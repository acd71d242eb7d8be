use serde::Serialize;
use thiserror::Error;

/// Broad family an error belongs to. Configuration and data errors are
/// raised before estimation begins; calculation errors come from the
/// numerical stages.
#[derive(Clone, Copy, Debug, PartialEq, Eq, Serialize)]
pub enum ErrorKind {
    Configuration,
    Data,
    Calculation,
}

/// Identifies a choice occasion by the keys it carries in the source data.
#[derive(Clone, Debug, PartialEq, Eq, Hash, Serialize)]
pub struct OccasionKey {
    pub respondent_id: String,
    pub choice_set_id: String,
}

impl OccasionKey {
    pub fn new(respondent_id: impl Into<String>, choice_set_id: impl Into<String>) -> Self {
        Self {
            respondent_id: respondent_id.into(),
            choice_set_id: choice_set_id.into(),
        }
    }
}

impl std::fmt::Display for OccasionKey {
    fn fmt(&self, f: &mut std::fmt::Formatter<'_>) -> std::fmt::Result {
        write!(
            f,
            "respondent `{}` / choice set `{}`",
            self.respondent_id, self.choice_set_id
        )
    }
}

/// Why an estimation strategy gave up.
#[derive(Clone, Copy, Debug, PartialEq, Eq, Serialize)]
pub enum FailureReason {
    /// The iteration budget ran out before the convergence criteria were met.
    IterationLimit,
    /// The negative Hessian could not be factorized.
    SingularHessian,
    /// Log-likelihood, gradient or coefficients became NaN or infinite.
    NonFinite,
    /// Step halving ran out without improving the log-likelihood.
    LineSearch,
    /// Coefficients drifted past the configured bound, the usual symptom of
    /// perfect separation.
    Divergence,
}

impl std::fmt::Display for FailureReason {
    fn fmt(&self, f: &mut std::fmt::Formatter<'_>) -> std::fmt::Result {
        let text = match self {
            FailureReason::IterationLimit => "iteration limit reached",
            FailureReason::SingularHessian => "singular Hessian",
            FailureReason::NonFinite => "non-finite log-likelihood",
            FailureReason::LineSearch => "no step improved the log-likelihood",
            FailureReason::Divergence => "coefficients diverged",
        };
        f.write_str(text)
    }
}

/// Unified error type for `cbcrs` operations.
#[derive(Debug, Error)]
pub enum ConjointError {
    /// A level appears in the data but not in the attribute configuration.
    #[error(
        "level `{level}` of attribute `{attribute}` (row {row}) is not in the configured level set"
    )]
    LevelMismatch {
        attribute: String,
        level: String,
        row: usize,
    },

    /// A setting value is outside its accepted range.
    #[error("invalid setting `{setting}`: {problem}")]
    InvalidSetting {
        setting: &'static str,
        problem: String,
    },

    /// The attribute configuration itself is malformed.
    #[error("invalid attribute `{attribute}`: {problem}")]
    InvalidAttribute { attribute: String, problem: String },

    /// An occasion does not have exactly one chosen alternative.
    #[error("choice occasion {occasion} has {chosen} chosen alternatives; exactly one is required")]
    ChoiceIntegrity { occasion: OccasionKey, chosen: usize },

    /// An occasion offers fewer than two alternatives.
    #[error("choice occasion {occasion} has {alternatives} alternative(s); at least two are required")]
    TooFewAlternatives {
        occasion: OccasionKey,
        alternatives: usize,
    },

    /// A configured attribute has no value on an observation.
    #[error("row {row} has no value for attribute `{attribute}`")]
    MissingAttribute { attribute: String, row: usize },

    /// A column or attribute name is not known to the configuration.
    #[error("unknown column `{column}`{}", .row.map(|r| format!(" on row {r}")).unwrap_or_default())]
    UnknownColumn { column: String, row: Option<usize> },

    /// A cell could not be interpreted.
    #[error("row {row}, column `{column}`: cannot interpret value `{value}`")]
    InvalidValue {
        column: String,
        value: String,
        row: usize,
    },

    /// No observations were supplied.
    #[error("the choice dataset is empty")]
    EmptyData,

    /// Both estimation strategies failed.
    #[error(
        "estimation did not converge ({reason}) after {iterations} iterations; last log-likelihood {log_likelihood}"
    )]
    NonConvergence {
        reason: FailureReason,
        iterations: usize,
        log_likelihood: f64,
    },

    /// The negative Hessian at the optimum cannot be inverted.
    #[error("variance-covariance matrix in {context} is singular")]
    SingularCovariance { context: &'static str },

    /// Every attribute has a utility range of zero.
    #[error("all attribute utility ranges are zero; importance is undefined")]
    ZeroRange,

    /// The simulator was handed a level that has no fitted utility.
    #[error(
        "product configuration {configuration} references unknown level `{level}` of attribute `{attribute}`"
    )]
    UnknownLevel {
        attribute: String,
        level: String,
        configuration: usize,
    },

    /// The simulator was handed an attribute the fitted model does not have.
    #[error("product configuration {configuration} references unknown attribute `{attribute}`")]
    UnknownAttribute {
        attribute: String,
        configuration: usize,
    },

    /// Fitted choice probabilities within an occasion do not sum to one.
    #[error("predicted probabilities for occasion {occasion} sum to {total}")]
    ProbabilityNormalization { occasion: usize, total: f64 },

    /// Arrays or matrices have incompatible dimensions.
    #[error("dimension mismatch in {context}: expected {expected} but found {found}")]
    DimensionMismatch {
        context: &'static str,
        expected: usize,
        found: usize,
    },
}

impl ConjointError {
    /// Helper to format a [`DimensionMismatch`](ConjointError::DimensionMismatch) error.
    pub fn dimension_mismatch(context: &'static str, expected: usize, found: usize) -> Self {
        Self::DimensionMismatch {
            context,
            expected,
            found,
        }
    }

    /// Helper to raise when a covariance factorization fails.
    pub fn singular(context: &'static str) -> Self {
        Self::SingularCovariance { context }
    }

    /// Helper for settings validation.
    pub fn invalid_setting(setting: &'static str, problem: impl Into<String>) -> Self {
        Self::InvalidSetting {
            setting,
            problem: problem.into(),
        }
    }

    /// Stable machine-readable code.
    pub fn code(&self) -> &'static str {
        match self {
            Self::LevelMismatch { .. } => "CONFIG_LEVEL_MISMATCH",
            Self::InvalidSetting { .. } => "CONFIG_INVALID_SETTING",
            Self::InvalidAttribute { .. } => "CONFIG_INVALID_ATTRIBUTE",
            Self::ChoiceIntegrity { .. } => "DATA_CHOICE_INTEGRITY",
            Self::TooFewAlternatives { .. } => "DATA_TOO_FEW_ALTERNATIVES",
            Self::MissingAttribute { .. } => "DATA_MISSING_ATTRIBUTE",
            Self::UnknownColumn { .. } => "DATA_UNKNOWN_COLUMN",
            Self::InvalidValue { .. } => "DATA_INVALID_VALUE",
            Self::EmptyData => "DATA_EMPTY",
            Self::NonConvergence { .. } => "CALC_NONCONVERGENCE",
            Self::SingularCovariance { .. } => "CALC_SINGULAR_COVARIANCE",
            Self::ZeroRange => "CALC_ZERO_RANGE",
            Self::UnknownLevel { .. } | Self::UnknownAttribute { .. } => "CALC_UNKNOWN_LEVEL",
            Self::ProbabilityNormalization { .. } => "CALC_PROBABILITY_NORMALIZATION",
            Self::DimensionMismatch { .. } => "CALC_DIMENSION_MISMATCH",
        }
    }

    pub fn kind(&self) -> ErrorKind {
        match self.code().split('_').next() {
            Some("CONFIG") => ErrorKind::Configuration,
            Some("DATA") => ErrorKind::Data,
            _ => ErrorKind::Calculation,
        }
    }

    /// What the caller should change to get past this error.
    pub fn remediation(&self) -> &'static str {
        match self {
            Self::LevelMismatch { .. } => {
                "Add the level to the attribute configuration or correct the spelling in the data; matching is case-sensitive."
            }
            Self::InvalidSetting { .. } => "Correct the setting value in the configuration.",
            Self::InvalidAttribute { .. } => {
                "Give every attribute a unique name and at least two distinct levels."
            }
            Self::ChoiceIntegrity { .. } => {
                "Mark exactly one alternative as chosen in the named choice set."
            }
            Self::TooFewAlternatives { .. } => {
                "Check the respondent and choice set columns; each choice set must show at least two alternatives."
            }
            Self::MissingAttribute { .. } => "Fill in the attribute value on the named row.",
            Self::UnknownColumn { .. } => {
                "Remove the column or add it to the attribute configuration and column mapping."
            }
            Self::InvalidValue { .. } => "Use 1/0 or true/false in the chosen column.",
            Self::EmptyData => "Supply at least one choice occasion.",
            Self::NonConvergence { .. } => {
                "Look for levels that are always or never chosen (perfect separation), merge sparse levels, or collect more data."
            }
            Self::SingularCovariance { .. } => {
                "Check the design for collinear attributes or levels that never vary within a choice set."
            }
            Self::ZeroRange => {
                "The model found no preference differences; verify the chosen column and the design."
            }
            Self::UnknownLevel { .. } | Self::UnknownAttribute { .. } => {
                "Use attribute and level names exactly as configured for the fitted model."
            }
            Self::ProbabilityNormalization { .. } => {
                "Coefficients are numerically unstable; refit with the fallback estimation method."
            }
            Self::DimensionMismatch { .. } => {
                "Internal inconsistency between the design matrix and the fitted model."
            }
        }
    }
}

/// Type alias for results returned by this crate.
pub type Result<T> = std::result::Result<T, ConjointError>;

/// Non-fatal conditions attached to results for the caller to act on.
#[derive(Clone, Debug, PartialEq, Serialize)]
pub enum ConjointWarning {
    /// A level was chosen fewer times than `min_responses_per_level`.
    LowLevelCount {
        attribute: String,
        level: String,
        chosen: usize,
        minimum: usize,
    },
    /// The covariance matrix is invertible but badly conditioned.
    NearSingularCovariance { condition_number: f64 },
    /// The primary strategy failed and the fallback produced the estimates.
    FallbackUsed { reason: FailureReason },
}

impl ConjointWarning {
    pub fn code(&self) -> &'static str {
        match self {
            Self::LowLevelCount { .. } => "WARN_LOW_LEVEL_COUNT",
            Self::NearSingularCovariance { .. } => "WARN_NEAR_SINGULAR_COVARIANCE",
            Self::FallbackUsed { .. } => "WARN_FALLBACK_USED",
        }
    }
}

impl std::fmt::Display for ConjointWarning {
    fn fmt(&self, f: &mut std::fmt::Formatter<'_>) -> std::fmt::Result {
        match self {
            Self::LowLevelCount {
                attribute,
                level,
                chosen,
                minimum,
            } => write!(
                f,
                "level `{level}` of `{attribute}` was chosen {chosen} times (minimum {minimum})"
            ),
            Self::NearSingularCovariance { condition_number } => write!(
                f,
                "covariance matrix is near-singular (condition number {condition_number:.3e}); standard errors may be unreliable"
            ),
            Self::FallbackUsed { reason } => {
                write!(f, "primary estimator failed ({reason}); fallback estimates used")
            }
        }
    }
}

#[cfg(test)]
mod tests {
    use super::*;

    #[test]
    fn codes_map_to_kinds() {
        let err = ConjointError::ChoiceIntegrity {
            occasion: OccasionKey::new("r1", "3"),
            chosen: 2,
        };
        assert_eq!(err.code(), "DATA_CHOICE_INTEGRITY");
        assert_eq!(err.kind(), ErrorKind::Data);
        assert!(err.to_string().contains("respondent `r1` / choice set `3`"));

        assert_eq!(ConjointError::ZeroRange.kind(), ErrorKind::Calculation);
        assert_eq!(
            ConjointError::invalid_setting("confidence_level", "too high").kind(),
            ErrorKind::Configuration
        );
    }

    #[test]
    fn unknown_column_message_mentions_row_when_known() {
        let with_row = ConjointError::UnknownColumn {
            column: "Colour".into(),
            row: Some(4),
        };
        assert_eq!(with_row.to_string(), "unknown column `Colour` on row 4");
        let without = ConjointError::UnknownColumn {
            column: "Colour".into(),
            row: None,
        };
        assert_eq!(without.to_string(), "unknown column `Colour`");
    }

    #[test]
    fn exhausted_line_search_is_not_reported_as_non_finite() {
        let err = ConjointError::NonConvergence {
            reason: FailureReason::LineSearch,
            iterations: 7,
            log_likelihood: -12.5,
        };
        let message = err.to_string();
        assert!(message.contains("no step improved the log-likelihood"));
        assert!(!message.contains("non-finite"));
        assert!(message.contains("-12.5"));
    }
}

WORK TASK:
With the first line of the records as the start and the line holding "pub enum FailureReason" as the end, please copy exactly those lines and no others.

YOUR RESPONSE:
repository acd71d242eb7d8be
use serde::Serialize;
use thiserror::Error;

/// Broad family an error belongs to. Configuration and data errors are
/// raised before estimation begins; calculation errors come from the
/// numerical stages.
#[derive(Clone, Copy, Debug, PartialEq, Eq, Serialize)]
pub enum ErrorKind {
    Configuration,
    Data,
    Calculation,
}

/// Identifies a choice occasion by the keys it carries in the source data.
#[derive(Clone, Debug, PartialEq, Eq, Hash, Serialize)]
pub struct OccasionKey {
    pub respondent_id: String,
    pub choice_set_id: String,
}

impl OccasionKey {
    pub fn new(respondent_id: impl Into<String>, choice_set_id: impl Into<String>) -> Self {
        Self {
            respondent_id: respondent_id.into(),
            choice_set_id: choice_set_id.into(),
        }
    }
}

impl std::fmt::Display for OccasionKey {
    fn fmt(&self, f: &mut std::fmt::Formatter<'_>) -> std::fmt::Result {
        write!(
            f,
            "respondent `{}` / choice set `{}`",
            self.respondent_id, self.choice_set_id
        )
    }
}

/// Why an estimation strategy gave up.
#[derive(Clone, Copy, Debug, PartialEq, Eq, Serialize)]
pub enum FailureReason {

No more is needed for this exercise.